Portanto, não creio que seja necessária uma clarificação. Pode, porém, ser um debate interessante a travar, e estamos, aliás, disponíveis para isso. Queremos, inclusivamente, aclarar situações até à definição final da nossa própria posição, mas o que não se pode fazer - e quero deixar isto bem claro - é sustentar-se actualmente que o n.° 1 do artigo 25.° é restritivo, bem como se pode entender o termo "cidadão" fora do conceito e da leitura que tem sido feita por todos no sentido de que o que aí se pretende proteger é a integridade moral e física das pessoas.

O Sr. Presidente: - Tem a palavra o Sr. Deputado José Luís Ramos.

O Sr. José Luís Ramos (PSD): - Sr. Deputado, ainda bem que essa interpretação tem sido feita. Aliás, não estou de nenhuma forma a alinhar com a interpretação restritiva.

O que me parece é que a manutenção, no n.° 1 do artigo 25.°, da expressão "cidadãos" em nada ajuda à eficácia do princípio da dignidade humana e que ela deve ser rapidamente substituída.

No entanto, diria que, se essa não é a minha interpretação, ela pode, mesmo assim, ser sustentada em relação à diferença entre o n.° 1 e o n.° 2. Senão vejamos. O n.° 2 refere que "ninguém pode ser submetido a tortura, nem a tratos ou penas cruéis, degradantes ou desumanos", mas o n.° 1 estatui que "a integridade moral e física dos cidadãos é inviolável". Daí poder entender-se que qualquer violação à integridade moral e física dos cidadãos que não seja tortura ou tratos ou penas cruéis, degradantes ou desumanos pode ser admissível para um não cidadão. De facto em termos de interpretação isto é sempre possível.

Por conseguinte, não vejo qualquer virtualidade na manutenção da expressão "cidadãos", mas julgo que, apesar de tudo, este raciocínio pode ser feito.

O Sr. Presidente: - Tem a palavra o Sr. Deputado Sottomayor Cárdia.

O Sr. Sottomayor Cárdia (PS): - Sr. Presidente, creio que a proposta de V. Exa. visa evitar a interpretação extensiva. Se tal puder ser feito sem ambiguidade, afigura-se-me positivo. Proponho então que a palavra "cidadãos" seja substituída por "indivíduos". Se for utilizada a expressão "indivíduos", não será necessária nenhuma interpretação extensiva e ficará perfeitamente acautelado tudo aquilo que se pretende do ponto de vista jurídico.
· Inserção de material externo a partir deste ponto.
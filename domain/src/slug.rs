//! URL slugs for blog posts.

/// Turn a post title into a URL slug.
///
/// Turkish letters are transliterated to ASCII, everything is lowercased,
/// punctuation is dropped, and runs of whitespace or hyphens collapse into a
/// single hyphen. Leading and trailing hyphens are trimmed.
pub fn slugify(title: &str) -> String {
    let mut out = String::with_capacity(title.len());
    let mut pending_dash = false;

    for c in title.chars() {
        let mapped = match c {
            'ç' | 'Ç' => 'c',
            'ğ' | 'Ğ' => 'g',
            'ı' | 'İ' | 'I' => 'i',
            'ö' | 'Ö' => 'o',
            'ş' | 'Ş' => 's',
            'ü' | 'Ü' => 'u',
            other => other.to_ascii_lowercase(),
        };

        if mapped.is_ascii_alphanumeric() {
            if pending_dash && !out.is_empty() {
                out.push('-');
            }
            pending_dash = false;
            out.push(mapped);
        } else if mapped.is_whitespace() || mapped == '-' {
            pending_dash = true;
        }
        // any other character is dropped without breaking the word
    }

    out
}

#[cfg(test)]
mod tests {
    use super::*;

    #[test]
    fn matches_seeded_post_slugs() {
        assert_eq!(
            slugify("EMS Antrenmanının Bilimsel Temelleri"),
            "ems-antrenmaninin-bilimsel-temelleri"
        );
        assert_eq!(
            slugify("20 Dakikada Maksimum Verim: EMS'in Sırrı"),
            "20-dakikada-maksimum-verim-emsin-sirri"
        );
        assert_eq!(
            slugify("Beslenme ve EMS: Mükemmel İkili"),
            "beslenme-ve-ems-mukemmel-ikili"
        );
    }

    #[test]
    fn collapses_and_trims_separators() {
        assert_eq!(slugify("  Hello -- World  "), "hello-world");
        assert_eq!(slugify("---"), "");
        assert_eq!(slugify("Çok Güzel Şeyler!"), "cok-guzel-seyler");
    }
}
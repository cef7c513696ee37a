//! Partial updates ("merge the provided fields over the stored record").

/// A set of optional field values that can be merged into a `T`.
pub trait Patch<T> {
    /// Overwrite every field of `target` that this patch provides.
    fn apply_to(self, target: &mut T);
}

/// Declares a patch struct whose fields mirror a subset of the target's
/// fields, each wrapped in `Option`, and implements [`Patch`] for it.
///
/// Nested optional fields become `Option<Option<_>>`; a JSON `null` is read as
/// "not provided", so such fields can be changed but not cleared.
macro_rules! patch_struct {
    (
        $(#[$meta:meta])*
        pub struct $name:ident for $target:ty {
            $($field:ident : $ty:ty),* $(,)?
        }
    ) => {
        $(#[$meta])*
        #[derive(Clone, Debug, Default, PartialEq, ::serde::Deserialize, ::serde::Serialize)]
        #[serde(rename_all = "camelCase", default)]
        pub struct $name {
            $(
                #[serde(skip_serializing_if = "Option::is_none")]
                pub $field: Option<$ty>,
            )*
        }

        impl $crate::patch::Patch<$target> for $name {
            fn apply_to(self, target: &mut $target) {
                $(
                    if let Some(value) = self.$field {
                        target.$field = value;
                    }
                )*
            }
        }
    };
}

pub(crate) use patch_struct;
pub fn services() -> Vec<ServiceContent> {
    vec![
        ServiceContent {
            id: id("service-1"),
            name: "EMS Kişisel Antrenman".into(),
            description: "Kişisel koçunuz eşliğinde özel tasarlanmış EMS antrenman programı. \
                          Birebir ilgi ve maksimum verim."
                .into(),
            short_description: "Birebir koçluk hizmeti".into(),
            price: 150,
            duration: 20,
            features: strings(&[
                "Kişisel koç",
                "Özel program",
                "Beslenme danışmanlığı",
                "İlerleme takibi",
            ]),
            image: "/images/personal-training.jpg".into(),
            category: "personal".into(),
            is_active: true,
            order: 1,
            available_branches: strings(&["branch-1", "branch-2", "branch-3"]),
        },
        ServiceContent {
            id: id("service-2"),
            name: "EMS Grup Antrenmanı".into(),
            description: "Arkadaşlarınızla birlikte motivasyonlu grup antrenmanları. Sosyal \
                          ortamda eğlenceli fitness."
                .into(),
            short_description: "Grup halinde antrenman".into(),
            price: 100,
            duration: 25,
            features: strings(&["Grup motivasyonu", "Sosyal ortam", "Uygun fiyat", "Eğlenceli"]),
            image: "/images/group-training.jpg".into(),
            category: "group".into(),
            is_active: true,
            order: 2,
            available_branches: strings(&["branch-1", "branch-2", "branch-3"]),
        },
        ServiceContent {
            id: id("service-3"),
            name: "Kilo Verme Programı".into(),
            description: "EMS teknolojisi ile hızlı ve etkili kilo verme. Beslenme \
                          danışmanlığı dahil."
                .into(),
            short_description: "Hızlı kilo verme".into(),
            price: 200,
            duration: 30,
            features: strings(&[
                "Hızlı sonuç",
                "Beslenme planı",
                "Düzenli takip",
                "Motivasyon desteği",
            ]),
            image: "/images/weight-loss.jpg".into(),
            category: "program".into(),
            is_active: true,
            order: 3,
            available_branches: strings(&["branch-1", "branch-3"]),
        },
        ServiceContent {
            id: id("service-4"),
            name: "Kas Geliştirme".into(),
            description: "EMS ile kas kütlesi artırma ve vücut şekillendirme programı.".into(),
            short_description: "Kas kütlesi artırma".into(),
            price: 180,
            duration: 25,
            features: strings(&[
                "Kas gelişimi",
                "Vücut şekillendirme",
                "Protein desteği",
                "Uzman takibi",
            ]),
            image: "/images/muscle-building.jpg".into(),
            category: "program".into(),
            is_active: true,
            order: 4,
            available_branches: strings(&["branch-3"]),
        },
    ]
}

pub fn pricing_plans() -> Vec<PricingPlan> {
    let all_branches = strings(&["branch-1", "branch-2", "branch-3"]);
    vec![
        PricingPlan {
            id: id("plan-1"),
            name: "Başlangıç".into(),
            price: 299,
            period: "ay".into(),
            description: "EMS'e yeni başlayanlar için ideal paket".into(),
            features: strings(&[
                "4 Seans/Ay",
                "Temel Program",
                "WhatsApp Desteği",
                "Tüm Şubelerde Geçerli",
            ]),
            is_popular: false,
            is_active: true,
            order: 1,
            available_branches: all_branches.clone(),
        },
        PricingPlan {
            id: id("plan-2"),
            name: "Profesyonel".into(),
            price: 499,
            period: "ay".into(),
            description: "Düzenli antrenman yapanlar için".into(),
            features: strings(&[
                "8 Seans/Ay",
                "Kişisel Program",
                "Beslenme Danışmanlığı",
                "Öncelikli Randevu",
                "Şube Değişim Hakkı",
            ]),
            is_popular: true,
            is_active: true,
            order: 2,
            available_branches: all_branches.clone(),
        },
        PricingPlan {
            id: id("plan-3"),
            name: "Elite".into(),
            price: 799,
            period: "ay".into(),
            description: "Maksimum sonuç isteyenler için".into(),
            features: strings(&[
                "12 Seans/Ay",
                "VIP Program",
                "Kişisel Beslenme Koçu",
                "Sınırsız Danışmanlık",
                "Tüm Şubelerde VIP",
            ]),
            is_popular: false,
            is_active: true,
            order: 3,
            available_branches: all_branches,
        },
    ]
}
//! In-process storage adapters.
//!
//! The portal keeps everything in memory for the lifetime of the process;
//! a real datastore would implement the same `Repository`/`Document` ports.

pub mod memory_repo;
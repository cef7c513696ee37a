use std::env;
use std::process;
use std::sync::Arc;
use std::time::SystemTime;

use domain::auth::{landing_path, login};
use domain::ids::SequentialIds;
use domain::service::{ContentService, Scope};
use domain::slug::slugify;
use domain::store::SiteStore;
use domain::validate::validate_login_form;
use domain::{Clock, CoreError};

struct StdClock;
impl Clock for StdClock {
    fn now(&self) -> SystemTime {
        SystemTime::now()
    }
}

const COLLECTIONS: &str =
    "branches, services, pricing, testimonials, blog, users, appointments";

fn print_usage() {
    eprintln!(
        "{}\n\nUsage:\n  domain login <email> <password>\n  domain list <collection>\n  domain slugify <title>\n\nCollections: {}\n\nNotes:\n  - This demo CLI runs against the seeded in-memory store; changes are not persisted.",
        domain::about(),
        COLLECTIONS
    );
}

fn rows(svc: &ContentService<SequentialIds, StdClock>, collection: &str) -> Result<Vec<String>, CoreError> {
    let rows = match collection {
        "branches" => svc
            .branches(Scope::All)?
            .into_iter()
            .map(|b| format!("{}\t{}\t{}", b.id, b.name, b.manager))
            .collect(),
        "services" => svc
            .services(Scope::All)?
            .into_iter()
            .map(|s| format!("{}\t{}\t{} TL / {} dk", s.id, s.name, s.price, s.duration))
            .collect(),
        "pricing" => svc
            .pricing_plans(Scope::All)?
            .into_iter()
            .map(|p| format!("{}\t{}\t{} TL / {}", p.id, p.name, p.price, p.period))
            .collect(),
        "testimonials" => svc
            .testimonials(Scope::All)?
            .into_iter()
            .map(|t| format!("{}\t{}\t{}/5", t.id, t.name, t.rating))
            .collect(),
        "blog" => svc
            .all_posts()?
            .into_iter()
            .map(|p| format!("{}\t{}\t{}", p.id, p.slug, p.published_at))
            .collect(),
        "users" => svc
            .users()?
            .into_iter()
            .map(|u| format!("{}\t{}\t{}", u.id, u.name, u.email))
            .collect(),
        "appointments" => svc
            .appointments()?
            .into_iter()
            .map(|a| format!("{}\t{} {}\t{}\t{:?}", a.id, a.date, a.time, a.user_name, a.status))
            .collect(),
        other => {
            return Err(CoreError::invalid(
                "collection",
                format!("unknown collection '{}'", other),
            ))
        }
    };
    Ok(rows)
}

fn run() -> Result<(), String> {
    let mut args = env::args().skip(1); // skip program name

    let Some(cmd) = args.next() else {
        print_usage();
        return Ok(());
    };

    let svc = ContentService::new(
        Arc::new(SiteStore::seeded()),
        SequentialIds::new("cli"),
        StdClock,
    );

    match cmd.as_str() {
        "login" => {
            let (Some(email), Some(password)) = (args.next(), args.next()) else {
                return Err("usage: domain login <email> <password>".into());
            };
            validate_login_form(&email, &password).map_err(|e| e.to_string())?;
            match login(&email, &password) {
                Some(user) => {
                    println!(
                        "logged in: {} <{}> as {} -> {}",
                        user.name,
                        user.email,
                        user.role.as_str(),
                        landing_path(user.role)
                    );
                    Ok(())
                }
                None => Err("invalid email or password".into()),
            }
        }
        "list" => {
            let Some(collection) = args.next() else {
                return Err("missing <collection> for list".into());
            };
            let lines = rows(&svc, &collection).map_err(|e| format!("list failed: {}", e))?;
            for line in lines {
                println!("{}", line);
            }
            Ok(())
        }
        "slugify" => {
            let title: Vec<String> = args.collect();
            if title.is_empty() {
                return Err("missing <title> for slugify".into());
            }
            println!("{}", slugify(&title.join(" ")));
            Ok(())
        }
        _ => {
            print_usage();
            Ok(())
        }
    }
}

fn main() {
    if let Err(msg) = run() {
        eprintln!("error: {}", msg);
        process::exit(1);
    }
}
O Sr. Presidente: - V. Exa. exclui que o artigo 25.° se possa aplicar a pessoas colectivas no que respeita à integridade moral?

O Sr. Sottomayor Cárdia (PS): - Não, Sr. Presidente. Não estamos a fazer formulações para fundamentar raciocínios absurdos a contrario.

O Sr. Presidente: - Percebo a dificuldade de ordem técnica de V. Exa.

O Sr. Sottomayor Cárdia (PS): - Definamos, então, a expressão "pessoas", pois compreendo que não é de boa técnica recorrer a definições. A definição pode neste caso ser útil do ponto de vista da certeza do direito. Se, por exemplo, se quiser dizer que pessoa é o indivíduo humano nascido e com vida, não julgo que isto contenha algo de difícil.

O Sr. Presidente: - O artigo 23.°, Sr. Deputado?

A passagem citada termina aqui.